Although the scribe may well have been a private enthusiast of learned magic, various aspects of the text suggest the sensibilities of a practitioner and also shed light on his attitude towards witchcraft. Given recent critiques of the notion that early modern people gendered witches as feminine, it is notable that with one exception the instructions refer to the witches as male or female. More importantly, as Robin Briggs notes, cunning-folk seem to have had no interest in participating in formal persecutions: being potential suspects themselves, they generally avoided the attention of the authorities.
The “pricking” in the text presented here is not the same as “witch pricking,” a common procedure carried out in witch hunts for determining numb areas on the body that were taken as a characteristic of witches. In addition to using quite a different technique, the author or scribe evidently did not seek to initiate legal proceedings against the witches, but rather to force them to confess or merely abjure their evil ways. This intent accords well with Briggs’ accounts, in which identification by cunning-folk commonly preceded witchcraft accusations by years or even decades.
This manuscript is the work of a single scribe who mixes italic and secretary hands, the latter dating to approximately 1600 or 1610.15 The scribe may be the “J. A. B.” who appears in a love charm with his beloved, “A. D.,” but it is not impossible that these identifying initials were simply copied from a source text.

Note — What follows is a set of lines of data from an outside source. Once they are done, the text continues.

//! Hash-gated summary generation.
//!
//! `smart_update` decides between a full regeneration and an incremental
//! supplement. Posts without user overrides regenerate in place, gated
//! on the MD5 hash of the merged content. Posts with overrides never get
//! their AI-original fields rewritten; new content is summarized
//! separately and stored as a supplement annotation.

use std::sync::Arc;

use async_trait::async_trait;
use thiserror::Error;
use tokio::sync::OnceCell;
use tracing::{debug, info, warn};

use crate::diff::compute_diff;
use crate::llm::{prompts, repair, LlmClient, LlmError};
use crate::models::{ContentKind, OcrStatus, PostSummary, SummaryPayload};
use crate::repository::{
    ContentRepository, DieselError, Post, SqlitePool, SummaryRepository,
};

/// Errors from summary generation.
#[derive(Debug, Error)]
pub enum SummarizerError {
    #[error("Post {0} not found")]
    PostNotFound(i32),

    #[error("Database error: {0}")]
    Db(#[from] DieselError),

    #[error("Model error: {0}")]
    Model(#[from] LlmError),
}

/// Seam between the update logic and the model gateway.
#[async_trait]
pub trait SummaryModel: Send + Sync {
    /// Generate a full structured summary of a post.
    async fn generate_full(&self, title: &str, content: &str)
        -> Result<SummaryPayload, LlmError>;

    /// Summarize only content added since the last pass.
    async fn generate_supplement(
        &self,
        title: &str,
        new_content: &str,
    ) -> Result<SummaryPayload, LlmError>;

    /// Identifier recorded alongside generated rows.
    fn model_id(&self) -> String;
}

/// [`SummaryModel`] backed by the HTTP gateway.
///
/// The conversation session is created lazily on first use and shared by
/// all subsequent requests.
pub struct GatewayModel {
    client: LlmClient,
    session: OnceCell<String>,
}

impl GatewayModel {
    pub fn new(client: LlmClient) -> Self {
        Self {
            client,
            session: OnceCell::new(),
        }
    }

    async fn session_id(&self) -> Result<&str, LlmError> {
        self.session
            .get_or_try_init(|| self.client.create_session(prompts::SESSION_TITLE))
            .await
            .map(String::as_str)
    }

    async fn ask(&self, prompt: &str) -> Result<SummaryPayload, LlmError> {
        let session_id = self.session_id().await?;
        let reply = self
            .client
            .send_message(session_id, prompts::SYSTEM_PROMPT, prompt)
            .await?;

        repair::parse_summary_response(&reply)
            .ok_or_else(|| LlmError::Parse("Unparseable summary response".to_string()))
    }
}

#[async_trait]
impl SummaryModel for GatewayModel {
    async fn generate_full(
        &self,
        title: &str,
        content: &str,
    ) -> Result<SummaryPayload, LlmError> {
        self.ask(&prompts::full_summary_prompt(title, content)).await
    }

    async fn generate_supplement(
        &self,
        title: &str,
        new_content: &str,
    ) -> Result<SummaryPayload, LlmError> {
        self.ask(&prompts::supplement_prompt(title, new_content))
            .await
    }

    fn model_id(&self) -> String {
        self.client.config().model_id.clone()
    }
}

/// What `smart_update` did for a post.
#[derive(Debug, Clone, PartialEq, Eq)]
pub enum UpdateOutcome {
    /// AI-original fields rewritten. `degraded` marks the title-only
    /// fallback stored after a model failure.
    Full { degraded: bool },
    /// Supplement annotations refreshed; originals and overrides intact.
    Supplement,
    /// Nothing to do.
    Skip { reason: String },
}

/// Outcome of one update together with the hash transition, for the
/// audit log.
#[derive(Debug, Clone)]
pub struct UpdateResult {
    pub outcome: UpdateOutcome,
    pub hash_before: Option<String>,
    pub hash_after: String,
}

/// MD5 hex digest of merged post content.
pub fn compute_hash(content: &str) -> String {
    format!("{:x}", md5::compute(content))
}

/// Summary generation service.
pub struct Summarizer {
    content: ContentRepository,
    summaries: SummaryRepository,
    model: Arc<dyn SummaryModel>,
}

impl Summarizer {
    pub fn new(pool: SqlitePool, model: Arc<dyn SummaryModel>) -> Self {
        Self {
            content: ContentRepository::new(pool.clone()),
            summaries: SummaryRepository::new(pool),
            model,
        }
    }

    pub fn summaries(&self) -> &SummaryRepository {
        &self.summaries
    }

    /// Prefer the completed OCR mirror of an entity over its raw text.
    async fn enriched(
        &self,
        kind: ContentKind,
        entity_id: i32,
        raw: &str,
    ) -> Result<String, DieselError> {
        match self.content.mirror(kind, entity_id).await? {
            Some(m) if m.ocr_status == OcrStatus::Completed && !m.content.is_empty() => {
                Ok(m.content)
            }
            _ => Ok(raw.to_string()),
        }
    }

    /// Assemble the merged content of a post: labeled sections in fixed
    /// order, each entity preferring its OCR mirror.
    pub async fn merged_content(&self, post: &Post) -> Result<String, DieselError> {
        let mut sections: Vec<(&str, String)> = Vec::new();

        let body = self.enriched(ContentKind::Post, post.id, &post.content).await?;
        sections.push(("正文", body));

        let mut ideas = Vec::new();
        for child in self.content.ideas_for_post(post.id).await? {
            ideas.push(self.enriched(ContentKind::Idea, child.id, &child.content).await?);
        }
        if !ideas.is_empty() {
            sections.push(("想法", ideas.join("\n\n")));
        }

        let mut results = Vec::new();
        for child in self.content.results_for_post(post.id).await? {
            results.push(
                self.enriched(ContentKind::Result, child.id, &child.content)
                    .await?,
            );
        }
        if !results.is_empty() {
            sections.push(("结果", results.join("\n\n")));
        }

        let mut comments = Vec::new();
        for child in self.content.comments_for_post(post.id).await? {
            comments.push(
                self.enriched(ContentKind::Comment, child.id, &child.content)
                    .await?,
            );
        }
        if !comments.is_empty() {
            sections.push(("评论", comments.join("\n\n")));
        }

        Ok(sections
            .into_iter()
            .map(|(label, text)| format!("【{}】\n{}", label, text))
            .collect::<Vec<_>>()
            .join("\n\n"))
    }

    /// Update the summary of one post, choosing full regeneration or
    /// supplement based on overrides and the content hash.
    pub async fn smart_update(
        &self,
        post_id: i32,
        force_full: bool,
    ) -> Result<UpdateResult, SummarizerError> {
        let post = self
            .content
            .get_post(post_id)
            .await?
            .ok_or(SummarizerError::PostNotFound(post_id))?;

        let merged = self.merged_content(&post).await?;
        let hash = compute_hash(&merged);

        let existing = self.summaries.get_by_post(post_id).await?;
        let hash_before = existing.as_ref().and_then(|s| s.last_post_hash.clone());
        let has_edits = existing.as_ref().map(PostSummary::has_user_edits).unwrap_or(false);

        if force_full || !has_edits {
            if !force_full && hash_before.as_deref() == Some(hash.as_str()) {
                debug!(post_id, "content unchanged, summary skipped");
                return Ok(UpdateResult {
                    outcome: UpdateOutcome::Skip {
                        reason: "content unchanged".to_string(),
                    },
                    hash_before,
                    hash_after: hash,
                });
            }
            return self.full_update(&post, &merged, &hash, hash_before).await;
        }

        // Overrides present: never rewrite originals. Summarize only the
        // lines added since the last snapshot.
        let snapshot = existing
            .as_ref()
            .and_then(|s| s.last_post_content_snapshot.clone())
            .unwrap_or_default();
        let added = compute_diff(&snapshot, &merged);

        if added.trim().is_empty() {
            if hash_before.as_deref() != Some(hash.as_str()) {
                // Content changed by removal only; record the new baseline
                // so the diff is not recomputed every pass.
                self.summaries.refresh_snapshot(post_id, &hash, &merged).await?;
            }
            debug!(post_id, "no new content, supplement skipped");
            return Ok(UpdateResult {
                outcome: UpdateOutcome::Skip {
                    reason: "no new content".to_string(),
                },
                hash_before,
                hash_after: hash,
            });
        }

        self.supplement_update(&post, &added, &hash, &merged, hash_before)
            .await
    }

    async fn full_update(
        &self,
        post: &Post,
        merged: &str,
        hash: &str,
        hash_before: Option<String>,
    ) -> Result<UpdateResult, SummarizerError> {
        let (payload, degraded) = match self.model.generate_full(&post.title, merged).await {
            Ok(payload) => (payload, false),
            Err(e) => {
                warn!(post_id = post.id, error = %e, "full generation failed, storing degraded fallback");
                (degraded_payload(&post.title), true)
            }
        };

        self.summaries
            .upsert_full(post.id, &payload, &self.model.model_id(), degraded, hash, merged)
            .await?;

        info!(post_id = post.id, degraded, "summary regenerated");
        Ok(UpdateResult {
            outcome: UpdateOutcome::Full { degraded },
            hash_before,
            hash_after: hash.to_string(),
        })
    }

    async fn supplement_update(
        &self,
        post: &Post,
        added: &str,
        hash: &str,
        merged: &str,
        hash_before: Option<String>,
    ) -> Result<UpdateResult, SummarizerError> {
        let payload = self.model.generate_supplement(&post.title, added).await?;

        let factors = if payload.factors.is_empty() {
            None
        } else {
            Some(
                serde_json::to_string(&payload.factors)
                    .map_err(|e| DieselError::SerializationError(Box::new(e)))?,
            )
        };
        let key_concepts = if payload.key_concepts.is_empty() {
            None
        } else {
            Some(
                serde_json::to_string(&payload.key_concepts)
                    .map_err(|e| DieselError::SerializationError(Box::new(e)))?,
            )
        };
        let summary = if payload.summary.trim().is_empty() {
            None
        } else {
            Some(payload.summary.clone())
        };

        if factors.is_none() && key_concepts.is_none() && summary.is_none() {
            self.summaries.refresh_snapshot(post.id, hash, merged).await?;
            debug!(post_id = post.id, "supplement came back empty");
            return Ok(UpdateResult {
                outcome: UpdateOutcome::Skip {
                    reason: "supplement empty".to_string(),
                },
                hash_before,
                hash_after: hash.to_string(),
            });
        }

        self.summaries
            .apply_supplement(
                post.id,
                factors.as_deref(),
                key_concepts.as_deref(),
                summary.as_deref(),
                hash,
                merged,
            )
            .await?;

        info!(post_id = post.id, "supplement stored");
        Ok(UpdateResult {
            outcome: UpdateOutcome::Supplement,
            hash_before,
            hash_after: hash.to_string(),
        })
    }

    /// Force a full regeneration, optionally discarding user overrides
    /// first.
    pub async fn regenerate(
        &self,
        post_id: i32,
        clear_user_edits: bool,
    ) -> Result<UpdateResult, SummarizerError> {
        if clear_user_edits {
            self.summaries.clear_user_edits(post_id).await?;
        }
        self.smart_update(post_id, true).await
    }
}

/// Title-only fallback stored when the model is unavailable.
fn degraded_payload(title: &str) -> SummaryPayload {
    SummaryPayload {
        main_topic: title.to_string(),
        main_logic: format!("关于{}的研究", title),
        factors: Vec::new(),
        key_concepts: Vec::new(),
        summary: format!("帖子标题：{}", title),
    }
}

#[cfg(test)]
mod tests {
    use super::*;

    #[test]
    fn test_compute_hash_is_md5_hex() {
        assert_eq!(compute_hash(""), "d41d8cd98f00b204e9800998ecf8427e");
        assert_eq!(compute_hash("abc"), "900150983cd24fb0d6963f7d28e17f72");
    }

    #[test]
    fn test_hash_changes_with_content() {
        assert_ne!(compute_hash("a"), compute_hash("b"));
    }

    #[test]
    fn test_degraded_payload_from_title() {
        let payload = degraded_payload("动量因子研究");
        assert_eq!(payload.main_topic, "动量因子研究");
        assert_eq!(payload.main_logic, "关于动量因子研究的研究");
        assert_eq!(payload.summary, "帖子标题：动量因子研究");
        assert!(payload.factors.is_empty());
        assert!(payload.key_concepts.is_empty());
    }
}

Given the date, the frankly Roman Catholic nature of many of the conjurations raises some interesting questions about the scribe’s religious beliefs. Invocations of the saints and prayers to the Virgin Mary suggest at very least that the operator was not bothered by the “old religion.” Lapses in Latin grammar and spelling suggest mediocre attainment in the language, but these would not be out of keeping with many late medieval or early modern texts of magic, which were often written by scribes with a moderate level of learning.

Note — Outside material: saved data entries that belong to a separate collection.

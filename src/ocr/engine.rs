//! Subprocess bridge to the external OCR tool.
//!
//! The tool receives a JSON payload as its final argument and replies
//! with JSON on stdout. The recognition itself is opaque to us.

use serde::Deserialize;
use std::process::Stdio;
use std::time::Duration;
use thiserror::Error;
use tokio::process::Command;
use tracing::debug;

/// Errors from one OCR subprocess invocation.
#[derive(Debug, Error)]
pub enum OcrError {
    #[error("Failed to spawn OCR process: {0}")]
    Spawn(#[from] std::io::Error),

    #[error("OCR process timed out after {0}s")]
    Timeout(u64),

    #[error("OCR process failed: {0}")]
    Failed(String),

    #[error("Invalid OCR output: {0}")]
    InvalidOutput(String),
}

#[derive(Deserialize)]
struct OcrResponse {
    success: bool,
    #[serde(default)]
    processed_content: Option<String>,
    #[serde(default)]
    error: Option<String>,
}

/// Handle to the configured external OCR command.
#[derive(Clone)]
pub struct OcrEngine {
    program: String,
    args: Vec<String>,
    timeout: Duration,
}

impl OcrEngine {
    pub fn new(program: String, args: Vec<String>, timeout: Duration) -> Self {
        Self {
            program,
            args,
            timeout,
        }
    }

    /// Run the OCR tool over raw entity content.
    ///
    /// Returns the processed content with image references resolved to
    /// text. The process is killed if it exceeds the timeout.
    pub async fn process(&self, content: &str) -> Result<String, OcrError> {
        let payload = serde_json::json!({ "content": content }).to_string();

        debug!(program = %self.program, "invoking OCR subprocess");

        let child = Command::new(&self.program)
            .args(&self.args)
            .arg(&payload)
            .stdout(Stdio::piped())
            .stderr(Stdio::piped())
            .stdin(Stdio::null())
            .kill_on_drop(true)
            .spawn()?;

        // Dropping the future on timeout kills the child via kill_on_drop.
        let output = tokio::time::timeout(self.timeout, child.wait_with_output())
            .await
            .map_err(|_| OcrError::Timeout(self.timeout.as_secs()))??;

        let stdout = String::from_utf8_lossy(&output.stdout);

        if !output.status.success() {
            let stderr = String::from_utf8_lossy(&output.stderr);
            return Err(OcrError::Failed(format!(
                "exit {}: {}",
                output.status,
                stderr.trim()
            )));
        }

        let response: OcrResponse = serde_json::from_str(stdout.trim()).map_err(|e| {
            let stderr = String::from_utf8_lossy(&output.stderr);
            OcrError::InvalidOutput(format!("{} (stderr: {})", e, stderr.trim()))
        })?;

        if response.success {
            response
                .processed_content
                .ok_or_else(|| OcrError::InvalidOutput("missing processed_content".to_string()))
        } else {
            Err(OcrError::Failed(
                response
                    .error
                    .unwrap_or_else(|| "unknown OCR error".to_string()),
            ))
        }
    }
}

#[cfg(test)]
mod tests {
    use super::*;

    fn engine(script: &str) -> OcrEngine {
        OcrEngine::new(
            "sh".to_string(),
            vec!["-c".to_string(), script.to_string(), "sh".to_string()],
            Duration::from_secs(5),
        )
    }

    #[tokio::test]
    async fn test_successful_response() {
        let eng = engine(r#"echo '{"success": true, "processed_content": "ocr text"}'"#);
        let out = eng.process("raw").await.unwrap();
        assert_eq!(out, "ocr text");
    }

    #[tokio::test]
    async fn test_tool_reported_error() {
        let eng = engine(r#"echo '{"success": false, "error": "bad image"}'"#);
        let err = eng.process("raw").await.unwrap_err();
        assert!(matches!(err, OcrError::Failed(ref msg) if msg.contains("bad image")));
    }

    #[tokio::test]
    async fn test_garbage_stdout() {
        let eng = engine("echo not-json");
        let err = eng.process("raw").await.unwrap_err();
        assert!(matches!(err, OcrError::InvalidOutput(_)));
    }

    #[tokio::test]
    async fn test_nonzero_exit_captures_stderr() {
        let eng = engine("echo boom >&2; exit 3");
        let err = eng.process("raw").await.unwrap_err();
        assert!(matches!(err, OcrError::Failed(ref msg) if msg.contains("boom")));
    }

    #[tokio::test]
    async fn test_timeout_kills_process() {
        let eng = OcrEngine::new(
            "sleep".to_string(),
            vec!["30".to_string()],
            Duration::from_millis(100),
        );
        let err = eng.process("raw").await.unwrap_err();
        assert!(matches!(err, OcrError::Timeout(_)));
    }
}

Significant sections of the manuscript are written in Latin, and at one point the scribe produces a reasonable translation of a Latin charm he has just recorded. That some of the passages are copied from a Latin edition of Cornelius Agrippa’s ‘De occulta Philosophia’ suggests the scribe moved on the fringes of learned circles.
While some magic collections were clearly assembled by individuals interested only in practising the art in private or perhaps even merely in studying it, this volume contains an ambiguous mixture of elements suggesting the scribe may also have had in mind more public forms of practice.
Treasure hunting, thief detection, witch detection, and magical cures, which together represent a significant portion of this manuscript, were the province of both cunning-folk and professional magicians.
On the other hand, operations to see spirits without the aid of a skryer suggest that his interest in magic was as much motivated by a genuine personal fascination with the numinous as by the potential monetary gains of professional theft detection or treasure hunting. Whether or not the scribe was a professional practitioner remains unclear, but given that he devotes only a tiny fraction of the collection to witch detection, this would not appear to have been a speciality.